A l'image du regroupement de ses activités dédiées à l'économie du changement climatique dans CDC Climat, la Caisse des Dépôts et Consignations (CDC) centralise ses actifs dans les infrastructures. La filiale créée pour l'occasion, CDC Infrastructure, entend investir 900 millions d'euros à horizon de cinq ans, portant le portefeuille à 1,5 milliard d'euros. «Ces investissements seront financés par le réinvestissement des résultats et par des augmentations de capital fournies par la CDC, après aval des projets», a expliqué jeudi Alain Quinet, président du conseil d'administration de CDC Infrastructure.
L'entité dispose déjà de neuf participations apportées par la CDC d'une valeur de 600 millions d'euros, incluant Sanef (10% du capital), le Viaduc de Millau (49%), Eurotunnel (moins de 2%), Orlyval (48% d'une créance indexée sur le trafic et le prix) et Gaz de Strasbourg (25%) ainsi que quatre actifs en construction. «CDC Infrastructure est déjà impliqué dans une vingtaine de dossiers à divers niveaux d'avancement», indique Jean Bensaïd, directeur général de CDC Infrastructure.
«L'une des originalités de CDC Infrastructure est sa vocation à investir dans les deux segments que sont le brownfield (actifs matures) et le greenfield (projets nouveaux).

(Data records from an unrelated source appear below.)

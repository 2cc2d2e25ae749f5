//! WiFi mode switcher.
//!
//! Lets an operator pick a wireless adapter, scan for networks, choose one,
//! enter its password and hand everything to a privileged script that puts
//! the device into internet-uplink / hotspot mode.
//!
//! # Modules
//!
//! - [`interface`] - wireless adapter discovery
//! - [`scan`] - running the privileged scan command
//! - [`parser`] - extracting network names from scan output
//! - [`archive`] - keeping raw scan output for later inspection
//! - [`session`] - per-session storage of the last scan
//! - [`credentials`] - per-network credential files
//! - [`roles`] - the saved uplink/hotspot assignment
//! - [`connection`] - running the connect script
//! - [`workflow`] - the scan/connect state machine tying it all together
//! - [`server`] - the web form
//!
//! # Example Usage
//!
//! ```no_run
//! use std::sync::Arc;
//! use wifi_switcher::{Config, ConnectRequest, SessionId, SystemRunner, Workflow};
//!
//! # async fn run() -> anyhow::Result<()> {
//! let workflow = Workflow::new(&Config::load()?, Arc::new(SystemRunner));
//! let session = SessionId::generate();
//!
//! let scan = workflow.scan(&session, "wlan0").await?;
//! println!("Networks: {:?}", scan.networks);
//!
//! workflow
//!     .connect(
//!         &session,
//!         &ConnectRequest {
//!             interface: "wlan0".into(),
//!             ssid: "Home".into(),
//!             secret: "password123".into(),
//!             uplink: "eth0".into(),
//!             hotspot: "wlan0".into(),
//!         },
//!     )
//!     .await?;
//! # Ok(())
//! # }
//! ```

pub mod archive;

/// Application configuration loaded from a TOML file.
pub mod config;

pub mod connection;

pub mod credentials;

/// Error types, one per workflow stage.
pub mod error;

pub mod interface;

pub mod parser;

/// Directory and atomic-write helpers for the stores.
pub mod persist;

/// Process execution seam used for every external command.
pub mod process;

pub mod roles;

pub mod scan;

pub mod server;

pub mod session;

pub mod workflow;

pub use config::Config;
pub use connection::{AttemptOutcome, ConnectionAttempt};
pub use credentials::{Credential, CredentialStore};
pub use error::{ErrorKind, LaunchError, ScanError, StoreError, ValidationError, WorkflowError};
pub use interface::{InterfaceCatalog, WifiInterface};
pub use parser::parse_networks;
pub use process::{CommandRunner, ProcessOutput, RunError, SystemRunner};
pub use roles::{NetworkRoleConfig, RoleConfigStore};
pub use scan::ScanResult;
pub use session::{SessionId, SessionStore};
pub use workflow::{ConnectRequest, Workflow, WorkflowState};
//! File helpers shared by the credential and role stores.

use std::fs;
use std::io::Write;
use std::path::Path;

use tempfile::NamedTempFile;

use crate::error::StoreError;

/// Creates `dir` (and parents) and restricts it to the owning user.
pub fn ensure_private_dir(dir: &Path) -> Result<(), StoreError> {
    let create_err = |source| StoreError::CreateDir {
        path: dir.to_path_buf(),
        source,
    };

    fs::create_dir_all(dir).map_err(create_err)?;

    #[cfg(unix)]
    {
        use std::os::unix::fs::PermissionsExt;
        fs::set_permissions(dir, fs::Permissions::from_mode(0o700)).map_err(create_err)?;
    }

    Ok(())
}

/// Replaces `path` with `contents` in one step.
///
/// The data is written and synced to a uniquely named sibling temp file which
/// is then renamed over `path`, so readers see the old file or the new one,
/// never a partial write. Concurrent writers to the same path each get their
/// own temp file and the last rename wins.
pub fn write_atomic(path: &Path, contents: &[u8], mode: u32) -> Result<(), StoreError> {
    let write_err = |source| StoreError::Write {
        path: path.to_path_buf(),
        source,
    };

    let parent = match path.parent() {
        Some(dir) if !dir.as_os_str().is_empty() => dir,
        _ => Path::new("."),
    };

    // Removed on drop if anything below fails
    let mut tmp = NamedTempFile::new_in(parent).map_err(write_err)?;

    #[cfg(unix)]
    {
        use std::os::unix::fs::PermissionsExt;
        tmp.as_file()
            .set_permissions(fs::Permissions::from_mode(mode))
            .map_err(write_err)?;
    }
    #[cfg(not(unix))]
    let _ = mode;

    tmp.write_all(contents).map_err(write_err)?;
    tmp.as_file().sync_all().map_err(write_err)?;
    tmp.persist(path).map_err(|e| write_err(e.error))?;

    Ok(())
}

#[cfg(test)]
mod tests {
    use super::*;
    use tempfile::TempDir;

    #[test]
    fn replaces_existing_content() {
        let dir = TempDir::new().unwrap();
        let path = dir.path().join("record");

        write_atomic(&path, b"first, longer content", 0o600).unwrap();
        write_atomic(&path, b"second", 0o600).unwrap();

        assert_eq!(fs::read_to_string(&path).unwrap(), "second");
        assert_eq!(fs::read_dir(dir.path()).unwrap().count(), 1);
    }

    #[cfg(unix)]
    #[test]
    fn private_dir_is_owner_only() {
        use std::os::unix::fs::PermissionsExt;

        let dir = TempDir::new().unwrap();
        let target = dir.path().join("a").join("b");

        ensure_private_dir(&target).unwrap();

        let mode = fs::metadata(&target).unwrap().permissions().mode();
        assert_eq!(mode & 0o777, 0o700);
    }

    #[cfg(unix)]
    #[test]
    fn replacement_gets_requested_mode() {
        use std::os::unix::fs::PermissionsExt;

        let dir = TempDir::new().unwrap();
        let path = dir.path().join("record");

        write_atomic(&path, b"x", 0o600).unwrap();

        let mode = fs::metadata(&path).unwrap().permissions().mode();
        assert_eq!(mode & 0o777, 0o600);
    }

    #[test]
    fn concurrent_writers_to_one_path_all_succeed() {
        use std::sync::{Arc, Barrier};

        let dir = TempDir::new().unwrap();
        let path = Arc::new(dir.path().join("record"));
        let long = "a-very-long-record-from-the-first-writer";
        let short = "short";

        for _ in 0..100 {
            let barrier = Arc::new(Barrier::new(2));
            let writers: Vec<_> = [long, short]
                .into_iter()
                .map(|contents| {
                    let barrier = Arc::clone(&barrier);
                    let path = Arc::clone(&path);
                    std::thread::spawn(move || {
                        barrier.wait();
                        write_atomic(&path, contents.as_bytes(), 0o600)
                    })
                })
                .collect();

            for writer in writers {
                writer.join().unwrap().unwrap();
            }
            let stored = fs::read_to_string(path.as_path()).unwrap();
            assert!(stored == long || stored == short, "mixed contents: {stored:?}");
        }

        assert_eq!(fs::read_dir(dir.path()).unwrap().count(), 1);
    }

    #[test]
    fn write_into_missing_dir_fails() {
        let dir = TempDir::new().unwrap();
        let path = dir.path().join("missing").join("record");

        assert!(matches!(
            write_atomic(&path, b"x", 0o600),
            Err(StoreError::Write { .. })
        ));
    }
}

Alors que le premier est assorti d'un rendement modéré et d'un risque maîtrisé, le second présente un rendement différé et plus important et un risque plus élevé», poursuit Jean Bensaïd. Les actifs brownfield devraient atteindre à terme 70 % du portefeuille, contre 30 % pour les actifs greenfield.
CDC Infrastructure prendra des participations minoritaires (entre 20 et 49% du capital) via des investissements exclusivement en fonds propres dans quatre secteurs identifiés: le transport, l'énergie, les télécommunications et l'environnement. «Nous interviendrons aux côtés d'investisseurs financiers et industriels, parmi lesquels d'autres filiales de la CDC telles qu'Egis et Transdev», précise Jean Bensaïd. 80% des investissements ont vocation à être réalisés en France, contre 20% dans l'Union Européenne et les pays de l'OCDE. En termes d'investissement, «nous ne souhaitons pas mobiliser, pour une opération, plus de 10% de notre portefeuille cible dans un souci de diversification des risques», a relevé Alain Quinet.